(Records contained in a dataset)
__________

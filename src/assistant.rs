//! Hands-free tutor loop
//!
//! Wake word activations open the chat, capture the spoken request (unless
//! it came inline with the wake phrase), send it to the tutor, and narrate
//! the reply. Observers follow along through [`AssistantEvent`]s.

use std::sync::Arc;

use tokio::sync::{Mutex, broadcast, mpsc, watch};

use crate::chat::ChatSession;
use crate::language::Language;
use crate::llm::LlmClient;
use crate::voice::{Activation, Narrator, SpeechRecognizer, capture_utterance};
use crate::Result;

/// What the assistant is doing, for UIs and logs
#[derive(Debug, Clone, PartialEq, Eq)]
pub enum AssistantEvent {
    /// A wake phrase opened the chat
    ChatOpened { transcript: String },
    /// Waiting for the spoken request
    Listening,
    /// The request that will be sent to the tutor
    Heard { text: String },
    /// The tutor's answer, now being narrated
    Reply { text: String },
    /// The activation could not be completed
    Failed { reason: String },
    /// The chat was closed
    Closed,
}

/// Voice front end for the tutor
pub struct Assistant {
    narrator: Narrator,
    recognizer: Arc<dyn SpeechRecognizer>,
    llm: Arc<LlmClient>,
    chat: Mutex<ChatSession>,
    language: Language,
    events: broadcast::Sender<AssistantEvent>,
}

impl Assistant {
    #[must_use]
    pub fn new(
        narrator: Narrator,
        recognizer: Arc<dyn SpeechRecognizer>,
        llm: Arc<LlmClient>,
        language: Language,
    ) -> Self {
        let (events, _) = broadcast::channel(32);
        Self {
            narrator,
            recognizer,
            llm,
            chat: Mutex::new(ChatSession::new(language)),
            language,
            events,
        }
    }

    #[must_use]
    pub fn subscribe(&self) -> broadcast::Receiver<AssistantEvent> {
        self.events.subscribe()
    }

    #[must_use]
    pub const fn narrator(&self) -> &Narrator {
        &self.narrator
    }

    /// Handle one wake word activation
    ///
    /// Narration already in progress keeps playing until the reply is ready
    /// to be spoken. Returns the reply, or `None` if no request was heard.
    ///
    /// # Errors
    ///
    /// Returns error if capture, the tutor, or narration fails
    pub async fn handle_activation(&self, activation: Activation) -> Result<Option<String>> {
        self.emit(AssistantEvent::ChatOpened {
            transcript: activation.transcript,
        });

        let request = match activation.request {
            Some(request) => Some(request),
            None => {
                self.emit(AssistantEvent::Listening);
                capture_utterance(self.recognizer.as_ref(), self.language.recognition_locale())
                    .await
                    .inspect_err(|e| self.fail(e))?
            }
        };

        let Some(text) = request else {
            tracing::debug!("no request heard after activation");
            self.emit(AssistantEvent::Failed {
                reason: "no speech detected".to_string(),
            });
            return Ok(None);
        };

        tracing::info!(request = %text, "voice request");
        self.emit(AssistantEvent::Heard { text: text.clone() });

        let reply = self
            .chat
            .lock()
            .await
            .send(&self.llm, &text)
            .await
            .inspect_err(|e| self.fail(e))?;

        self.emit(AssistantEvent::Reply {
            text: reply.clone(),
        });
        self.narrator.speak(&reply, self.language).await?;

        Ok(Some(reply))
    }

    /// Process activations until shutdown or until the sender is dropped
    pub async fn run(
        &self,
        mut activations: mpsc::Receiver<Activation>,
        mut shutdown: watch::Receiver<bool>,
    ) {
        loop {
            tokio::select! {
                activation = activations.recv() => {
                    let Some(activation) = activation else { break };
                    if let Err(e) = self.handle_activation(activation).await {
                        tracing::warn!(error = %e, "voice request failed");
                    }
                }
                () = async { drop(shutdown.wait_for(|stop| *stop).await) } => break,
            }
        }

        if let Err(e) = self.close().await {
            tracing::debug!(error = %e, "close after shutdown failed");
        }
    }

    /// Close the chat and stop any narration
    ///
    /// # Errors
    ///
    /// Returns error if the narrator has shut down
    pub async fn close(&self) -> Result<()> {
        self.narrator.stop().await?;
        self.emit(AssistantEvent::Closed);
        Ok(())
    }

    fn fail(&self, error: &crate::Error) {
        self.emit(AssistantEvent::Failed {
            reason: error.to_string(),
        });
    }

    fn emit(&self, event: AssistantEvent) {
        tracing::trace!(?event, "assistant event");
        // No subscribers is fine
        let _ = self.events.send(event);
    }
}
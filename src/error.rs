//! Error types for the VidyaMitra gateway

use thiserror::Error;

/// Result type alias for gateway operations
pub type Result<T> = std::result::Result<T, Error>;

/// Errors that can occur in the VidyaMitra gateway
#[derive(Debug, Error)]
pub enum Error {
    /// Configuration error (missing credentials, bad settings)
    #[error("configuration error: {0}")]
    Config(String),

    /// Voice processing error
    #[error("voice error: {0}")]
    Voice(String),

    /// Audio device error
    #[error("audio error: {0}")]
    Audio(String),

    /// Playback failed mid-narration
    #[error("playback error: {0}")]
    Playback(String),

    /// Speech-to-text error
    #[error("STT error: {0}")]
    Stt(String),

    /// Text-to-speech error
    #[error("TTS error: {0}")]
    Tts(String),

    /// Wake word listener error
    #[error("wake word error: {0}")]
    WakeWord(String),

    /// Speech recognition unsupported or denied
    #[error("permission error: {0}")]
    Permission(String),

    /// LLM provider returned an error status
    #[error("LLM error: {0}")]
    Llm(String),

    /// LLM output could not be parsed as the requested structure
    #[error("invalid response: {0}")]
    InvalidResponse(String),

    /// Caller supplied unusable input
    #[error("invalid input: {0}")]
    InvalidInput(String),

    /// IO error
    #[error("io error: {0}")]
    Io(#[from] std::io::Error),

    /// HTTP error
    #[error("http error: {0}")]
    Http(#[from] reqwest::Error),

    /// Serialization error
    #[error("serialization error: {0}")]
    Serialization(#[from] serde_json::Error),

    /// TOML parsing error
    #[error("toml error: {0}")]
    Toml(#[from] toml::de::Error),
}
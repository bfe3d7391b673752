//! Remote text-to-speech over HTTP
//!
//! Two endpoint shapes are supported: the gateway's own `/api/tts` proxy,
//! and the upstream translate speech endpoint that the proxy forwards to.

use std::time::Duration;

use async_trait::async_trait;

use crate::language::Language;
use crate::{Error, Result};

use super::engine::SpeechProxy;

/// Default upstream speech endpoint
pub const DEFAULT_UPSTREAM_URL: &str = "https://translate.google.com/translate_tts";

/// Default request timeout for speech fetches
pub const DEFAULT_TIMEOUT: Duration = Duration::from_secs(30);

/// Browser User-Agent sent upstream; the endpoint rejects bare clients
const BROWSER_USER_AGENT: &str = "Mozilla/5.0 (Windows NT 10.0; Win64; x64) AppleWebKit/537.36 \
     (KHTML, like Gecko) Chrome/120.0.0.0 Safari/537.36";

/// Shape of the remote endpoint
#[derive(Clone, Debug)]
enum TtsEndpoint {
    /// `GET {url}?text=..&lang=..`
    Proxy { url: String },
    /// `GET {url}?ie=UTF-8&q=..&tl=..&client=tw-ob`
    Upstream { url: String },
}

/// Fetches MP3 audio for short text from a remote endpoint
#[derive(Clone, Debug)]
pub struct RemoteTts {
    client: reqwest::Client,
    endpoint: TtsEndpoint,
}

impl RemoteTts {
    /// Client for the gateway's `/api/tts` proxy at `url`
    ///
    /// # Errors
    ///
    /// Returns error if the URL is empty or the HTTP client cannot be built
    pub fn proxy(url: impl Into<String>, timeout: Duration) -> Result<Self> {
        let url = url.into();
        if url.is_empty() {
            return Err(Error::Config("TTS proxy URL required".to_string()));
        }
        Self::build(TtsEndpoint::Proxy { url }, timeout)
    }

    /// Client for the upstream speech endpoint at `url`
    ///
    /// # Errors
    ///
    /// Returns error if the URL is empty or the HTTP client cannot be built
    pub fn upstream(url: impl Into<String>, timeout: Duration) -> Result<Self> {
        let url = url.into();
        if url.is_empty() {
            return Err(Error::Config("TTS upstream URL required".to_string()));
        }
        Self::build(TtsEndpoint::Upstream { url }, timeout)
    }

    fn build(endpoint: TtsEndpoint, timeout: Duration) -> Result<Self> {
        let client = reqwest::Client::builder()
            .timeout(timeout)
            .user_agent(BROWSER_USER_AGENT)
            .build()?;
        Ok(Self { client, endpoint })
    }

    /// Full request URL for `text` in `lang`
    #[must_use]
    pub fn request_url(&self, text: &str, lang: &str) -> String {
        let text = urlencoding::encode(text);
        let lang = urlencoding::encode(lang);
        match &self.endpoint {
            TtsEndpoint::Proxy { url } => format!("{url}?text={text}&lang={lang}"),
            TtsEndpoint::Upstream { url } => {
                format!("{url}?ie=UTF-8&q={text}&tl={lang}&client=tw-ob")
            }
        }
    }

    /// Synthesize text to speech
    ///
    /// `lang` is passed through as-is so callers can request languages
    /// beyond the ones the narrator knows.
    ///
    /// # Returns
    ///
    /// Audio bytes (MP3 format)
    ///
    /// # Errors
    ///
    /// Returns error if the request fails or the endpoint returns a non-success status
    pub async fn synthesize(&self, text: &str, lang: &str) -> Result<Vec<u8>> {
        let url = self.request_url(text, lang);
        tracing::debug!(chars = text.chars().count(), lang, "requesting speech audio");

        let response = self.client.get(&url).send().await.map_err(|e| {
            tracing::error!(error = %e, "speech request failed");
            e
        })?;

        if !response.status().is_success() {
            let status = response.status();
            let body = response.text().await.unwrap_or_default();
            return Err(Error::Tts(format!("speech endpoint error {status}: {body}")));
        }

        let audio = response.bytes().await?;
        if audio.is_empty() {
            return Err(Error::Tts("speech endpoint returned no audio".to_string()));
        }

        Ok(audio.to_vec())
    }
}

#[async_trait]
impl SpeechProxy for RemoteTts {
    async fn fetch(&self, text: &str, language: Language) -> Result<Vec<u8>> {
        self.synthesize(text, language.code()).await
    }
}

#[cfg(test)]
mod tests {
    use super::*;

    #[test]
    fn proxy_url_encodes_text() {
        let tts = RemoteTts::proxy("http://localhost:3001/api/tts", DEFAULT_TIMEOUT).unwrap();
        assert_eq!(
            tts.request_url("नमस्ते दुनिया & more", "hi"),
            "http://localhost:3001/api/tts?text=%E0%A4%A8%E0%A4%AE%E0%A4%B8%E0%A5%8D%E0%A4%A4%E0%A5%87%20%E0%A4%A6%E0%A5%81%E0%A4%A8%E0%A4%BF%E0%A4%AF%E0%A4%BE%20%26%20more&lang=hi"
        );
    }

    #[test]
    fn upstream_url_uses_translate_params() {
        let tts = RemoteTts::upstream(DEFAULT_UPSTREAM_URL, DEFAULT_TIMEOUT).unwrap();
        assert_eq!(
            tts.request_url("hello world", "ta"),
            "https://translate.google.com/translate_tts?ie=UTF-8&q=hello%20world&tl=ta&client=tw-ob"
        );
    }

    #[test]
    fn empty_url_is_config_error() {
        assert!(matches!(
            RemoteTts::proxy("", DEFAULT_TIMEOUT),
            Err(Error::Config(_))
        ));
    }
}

__________

**PROBLEM REQUIREMENTS:** Wherever the string "reqwest" appears in a line above, copy that line.

**EXERCISE SOLUTION:**
    Http(#[from] reqwest::Error),
    client: reqwest::Client,
        let client = reqwest::Client::builder()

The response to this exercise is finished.